Si ricorda in proposito che l’art. 3 del D.L. 4 luglio 2006, n. 223, convertito, con modificazioni, nella legge 4 agosto 2006, n. 248, ha previsto, per il commercio e per la somministrazione al pubblico di alimenti e bevande, la soppressione di qualsiasi tipo di iscrizione in registri abilitanti. Pertanto, a decorrere dal 4 luglio 2006, il Registro degli esercenti il commercio risulta definitivamente soppresso. Su tale argomento il Ministero dello Sviluppo Economico ha emanato la Circolare n. 3603/C del 28 settembre 2006 (http://www.tuttocamere.it/files/commercio/2006_3603_Circ_MSE.pdf).
Si ricorda, inoltre, che l’articolo 2 della L. 287/1991, in materia di iscrizione nel registro degli esercenti il commercio, è stato abrogato dagli artt. 71, comma 7 e 85, comma 5, lett. a), D.Lgs. 26 marzo 2010, n. 59 di attuazione della direttiva 2006/123/UE, relativa ai servizi nel mercato interno. Successivamente, il predetto art. 85, comma 5, lett. a), D.Lgs. 59/2010 è stato a sua volta abrogato dall’art. 20, comma 1, lett. c), D.Lgs. 6 agosto 2012, n. 147.
L’articolo 5 definisce i requisiti degli immobili ad uso abitativo destinati all’attività di home restaurant, che devono possedere le caratteristiche di abitabilità e di igiene previste dalla normativa vigente. La norma specifica, inoltre, che l’attività esercitata non comporta la modifica della destinazione d’uso dell’ immobile.
Si prevede inoltre che l’attività di home restaurant non possa essere esercitata nelle unità immobiliari ad uso abitativo in cui sono esercitate attività turistico-ricettive in forma non imprenditoriale o attività di locazione per periodi di durata inferiore a trenta giorni.

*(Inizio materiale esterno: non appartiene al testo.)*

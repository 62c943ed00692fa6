//! ATS analyzer: resume scoring and recommendation CLI

mod cli;
mod config;
mod error;
mod input;
mod processing;
mod output;

use clap::Parser;
use cli::{Cli, Commands, ConfigAction};
use config::Config;
use error::{AtsError, Result};
use log::{error, info};
use output::formatter::ReportGenerator;
use processing::engine::ScoringEngine;
use processing::job_analyzer::JobDescriptionAnalyzer;
use std::process;

fn main() {
    let cli = Cli::parse();

    let log_level = if cli.verbose { "debug" } else { "info" };
    env_logger::Builder::from_env(env_logger::Env::default().default_filter_or(log_level)).init();

    let config = match load_config(&cli) {
        Ok(config) => config,
        Err(e) => {
            error!("Failed to load configuration: {}", e);
            process::exit(1);
        }
    };

    if let Err(e) = run_command(cli.command, config) {
        error!("Command failed: {}", e);
        process::exit(1);
    }
}

fn load_config(cli: &Cli) -> Result<Config> {
    match &cli.config {
        Some(path) => Config::load_from(path),
        None => Config::load(),
    }
}

fn run_command(command: Commands, config: Config) -> Result<()> {
    match command {
        Commands::Score {
            resume,
            job,
            output,
            detailed,
            save,
        } => {
            cli::validate_file_extension(&resume, &["json"])
                .map_err(|e| AtsError::InvalidInput(format!("Resume file: {}", e)))?;
            if let Some(job_path) = &job {
                cli::validate_file_extension(job_path, &["txt", "md", "markdown"])
                    .map_err(|e| AtsError::InvalidInput(format!("Job description file: {}", e)))?;
            }

            let output_format = cli::parse_output_format(&output).map_err(AtsError::InvalidInput)?;

            info!("Scoring resume {}", resume.display());
            let resume_data = input::load_resume(&resume)?;

            let job_analysis = match &job {
                Some(job_path) => {
                    info!("Analyzing job description {}", job_path.display());
                    let job_text = input::load_job_description(job_path)?;
                    let analyzer =
                        JobDescriptionAnalyzer::with_dictionaries(config.dictionaries.clone())?;
                    Some(analyzer.analyze(&job_text))
                }
                None => None,
            };

            let engine = ScoringEngine::with_dictionaries(config.dictionaries.clone())?;
            let report = engine.score_resume(&resume_data, job_analysis.as_ref());

            let generator = ReportGenerator::new(
                config.output.color_output,
                detailed || config.output.detailed,
            );
            let rendered = generator.format(&report, output_format)?;
            println!("{}", rendered);

            if let Some(save_path) = save {
                generator.save_to_file(&rendered, &save_path)?;
                info!("Report saved to {}", save_path.display());
            }

            Ok(())
        }

        Commands::AnalyzeJob { job, output } => {
            cli::validate_file_extension(&job, &["txt", "md", "markdown"])
                .map_err(|e| AtsError::InvalidInput(format!("Job description file: {}", e)))?;
            let output_format = cli::parse_output_format(&output).map_err(AtsError::InvalidInput)?;

            info!("Analyzing job description {}", job.display());
            let job_text = input::load_job_description(&job)?;
            let analyzer = JobDescriptionAnalyzer::with_dictionaries(config.dictionaries.clone())?;
            let analysis = analyzer.analyze(&job_text);

            let generator = ReportGenerator::new(config.output.color_output, false);
            println!("{}", generator.format_job_analysis(&analysis, output_format)?);

            Ok(())
        }

        Commands::Config { action } => {
            match action.unwrap_or(ConfigAction::Show) {
                ConfigAction::Show => {
                    let rendered = toml::to_string_pretty(&config).map_err(|e| {
                        AtsError::Configuration(format!("Failed to render config: {}", e))
                    })?;
                    println!("{}", rendered);
                }
                ConfigAction::Path => {
                    println!("{}", Config::config_path().display());
                }
                ConfigAction::Reset => {
                    Config::default().save()?;
                    println!("Configuration reset to defaults");
                }
            }
            Ok(())
        }
    }
}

L’apparato sanzionatorio introdotto all’articolo 6, prevede che, in caso di esercizio dell’attività di home restaurant in assenza di segnalazione certificata di inizio attività (SCIA), si disponga la cessazione dell’attività medesima e l’applicazione della sanzione amministrativa prevista dalla normativa sull’insediamento e sull’attività dei pubblici esercizi (legge n. 287 del 1991).
L’articolo 10, comma 1 della citata legge n. 287 del 1991 prevede che , a chiunque eserciti l’attivita’ di somministrazione al pubblico di alimenti e bevande senza l’autorizzazione, ovvero senza la segnalazione certificata di inizio di attività, ovvero quando sia stato emesso un provvedimento di inibizione o di divieto di prosecuzione dell’attività ed il titolare non vi abbia ottemperato, si applica la sanzione amministrativa del pagamento di una somma da 2.500 euro a 15.000 euro e la chiusura dell’esercizio.
Infine, l’articolo 7 prevede la clausola di invarianza finanziaria.